Di dalam asuhan, didikan dan gemblengan dari Syekh Muhammad Baba inilah
Syekh Muhammad Bahauddin mencapai keberhasilan di dalam mendekatkan diri kepada
Allah Swt. sampai Syekh Muhammad Baba menganugerahinya sebuah “kopiah wasiat al
Azizan” yang membuat cita-citanya untuk lebih dekat dan wusul kepada Allah Swt.

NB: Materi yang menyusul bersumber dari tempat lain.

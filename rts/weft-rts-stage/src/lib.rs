//! Lock-free completion stages for the weft runtime.
//!
//! A [`Stage`] is a one-shot result that other computations can be chained
//! onto. Chained actions run when the result arrives, either on the thread
//! that completes it or on an executor, and build new stages in turn.
//!
//! Key features:
//!
//! - **Lock-free registration** - Dependents are pushed onto a Treiber stack
//!   and fired by whichever thread completes the stage
//! - **Bounded recursion** - Completing a long chain drains it iteratively
//! - **Failure relay** - Failures flow to every dependent, wrapped once,
//!   until intercepted
//! - **Cooperative blocking** - `join` and `get` park through the
//!   scheduler's managed blocking, so waiting workers are compensated
//!
//! # Chaining
//!
//! ```ignore
//! use weft_rts_stage::{all_of, Stage};
//!
//! let price = Stage::supply_async(|| 40);
//! let tax = Stage::supply_async(|| 2);
//! let total = price.then_combine(&tax, |p, t| p + t);
//! assert_eq!(total.join()?, 42);
//!
//! let all = all_of(&[price, tax]);
//! all.join()?;
//! ```
//!
//! # Completion
//!
//! ```text
//!   complete(v) / fail / cancel
//!              |
//!              v  CAS from empty, first wins
//!        +-----------+
//!        |  outcome  |
//!        +-----------+
//!              |
//!              v  pop and fire each dependent
//!        +-----------+   completes   +-----------+
//!        | dependent | ------------> |  its own  |
//!        +-----------+               | dependents|
//!                                    +-----------+
//!                                      drained by the same loop
//! ```

#![warn(missing_docs)]
#![deny(unsafe_op_in_unsafe_fn)]

mod error;
mod executor;
mod nodes;
mod outcome;
mod signaller;
mod stack;
mod stage;
mod tree;

pub use error::StageError;
pub use executor::default_executor;
pub use signaller::{set_wait_spins, wait_spins, DEFAULT_WAIT_SPINS, ENV_WAIT_SPINS};
pub use stage::Stage;
pub use tree::{all_of, any_of};
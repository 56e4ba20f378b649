//! Blocking inside tasks without starving the scheduler.

use crate::error::RejectedError;
use crate::pool::Pool;
use crate::worker;
use crossbeam::utils::Backoff;
use std::sync::Arc;

/// A wait that may block a worker thread.
///
/// `block` is called repeatedly until it or `is_releasable` returns `true`.
/// Implementations typically wrap a lock or condition variable.
pub trait ManagedBlocker {
    /// Block the calling thread if needed. Returns `true` once no further
    /// blocking is necessary.
    fn block(&mut self) -> bool;

    /// Whether blocking is unnecessary right now.
    fn is_releasable(&mut self) -> bool;
}

/// Restores the active count taken by compensation, even on unwind.
struct Reactivate<'a>(&'a Pool);

impl Drop for Reactivate<'_> {
    fn drop(&mut self) {
        self.0.reactivate();
    }
}

/// Run `blocker` until released.
///
/// On a worker thread a spare worker is woken or started first, so the
/// scheduler keeps its target parallelism while this thread waits. Fails
/// only if no spare can be started because the spare limit is reached.
pub fn managed_block<B: ManagedBlocker + ?Sized>(blocker: &mut B) -> Result<(), RejectedError> {
    let own = worker::with_current(|ctx| ctx.map(|w| (Arc::clone(&w.pool), Arc::clone(&w.queue))));
    let Some((pool, queue)) = own else {
        while !blocker.is_releasable() && !blocker.block() {}
        return Ok(());
    };
    let backoff = Backoff::new();
    while !blocker.is_releasable() {
        if pool.try_compensate(&queue)? {
            let _reactivate = Reactivate(&pool);
            queue.set_parked(true);
            while !blocker.is_releasable() && !blocker.block() {}
            queue.set_parked(false);
            break;
        }
        backoff.snooze();
    }
    Ok(())
}

#[cfg(test)]
mod tests {
    use super::*;

    struct Countdown {
        remaining: usize,
        blocks: usize,
    }

    impl ManagedBlocker for Countdown {
        fn block(&mut self) -> bool {
            self.blocks += 1;
            self.remaining = self.remaining.saturating_sub(1);
            self.remaining == 0
        }

        fn is_releasable(&mut self) -> bool {
            self.remaining == 0
        }
    }

    #[test]
    fn test_blocks_until_released_outside_worker() {
        let mut blocker = Countdown {
            remaining: 3,
            blocks: 0,
        };
        managed_block(&mut blocker).unwrap();
        assert_eq!(blocker.blocks, 3);
    }

    #[test]
    fn test_releasable_blocker_never_blocks() {
        let mut blocker = Countdown {
            remaining: 0,
            blocks: 0,
        };
        managed_block(&mut blocker).unwrap();
        assert_eq!(blocker.blocks, 0);
    }
}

semakin meningkat dan bertambah kuat. Hingga pada suatu
saat, Syekh Muhammad Bahauddin Ra. melaksanakan sholat lail di Masjid. Dalam
salah satu sujudnya hati beliau bergetar dengan getaran yang sangat menyejukkan
sampai terasa hadir dihadapan Allah (tadhoru’). Saat itu beliau berdo’a, “Ya
Allah berilah aku kekuatan untuk menerima bala’ dan cobaanya mahabbbah (cinta
kepada Allah)”.
Setelah subuh, Syekh Muhammad Baba yang memang seorang waliyullah yang kasyaf
(mengetahui yang ghoib dan yang akan terjadi) berkata kepada Syekh Bahauddin,
“Sebaiknya kamu dalam berdo’a begini, “Ya Allah berilah aku apa saja yang
Engkau ridloi”. Karena Allah tidak ridlo jika hamba-Nya
terkena bala’ dan kalau memberi cobaan, maka juga memberi kekuatan dan
memberikan kepahaman terhadap hikmahnya”. Sejak saat itu Syekh Bahauddin
seringkali berdo’a sesuai dengan apa yang diperintahkan oleh Syekh Muhammad
baba.
Untuk lebih
berhasil dalam pendekatan diri kepada Sang Kholiq, Syekh Bahauddin seringkali
berkholwat menyepikan hatinya dari keramaian dan kesibukan dunia. Ketika beliau
berkholwat dengan beberapa sahabatnya, waktu itu ada keinginan yang cukup kuat
dalam diri Syekh Bahauddin untuk bercakap-cakap. Saat itulah secara tiba-tiba ada
suara yang tertuju pada beliau, “He, sekarang kamu sudah waktunya untuk
berpaling dari sesuatu selain Aku (Allah)”. Setelah mendengar suara tersebut,
hati Syekh Bahauddin langsung bergetar dengan kencangnya, tubuhnya menggigil,
perasaannya tidak menentu hingga beliau berjalan kesana kemari seperti orang
bingung. Setelah merasa cukup tenang, Syekh Bahauddin menyiram tubuhnya lalu
wudlu dan mengerjakan sholat sunah dua rokaat. Dalam sholat inilah beliau
merasakan kekhusukan yang luar biasa, seolah-olah beliau berkomunikasi langsung
dengan Allah Swt.
Saat Syekh
Bahauddin mengalami jadzab yang pertama kali beliau mendengar suara, “Mengapa
kamu menjalankan thoriq yang seperti itu ? “Biar tercapai tujuanku’, jawab
Syekh Muhammad Bahauddin. Terdengar lagi suara, “Jika demikian maka semua
perintah-Ku harus dijalankan. Syekh Muhammad Bahauddin berkata “Ya Allah, aku
akan melaksanakan semampuku”, dan ternyata sampai 15 hari lamanya beliau masih
merasa keberatan. Terus terdengar lagi suara, “Ya sudah, sekarang apa yang
ingin kamu tuju ? Syekh Bahauddin menjawab, “Aku ingin thoriqoh yang setiap
orang bisa menjalankan dan bisa mudah wushul ilallah”.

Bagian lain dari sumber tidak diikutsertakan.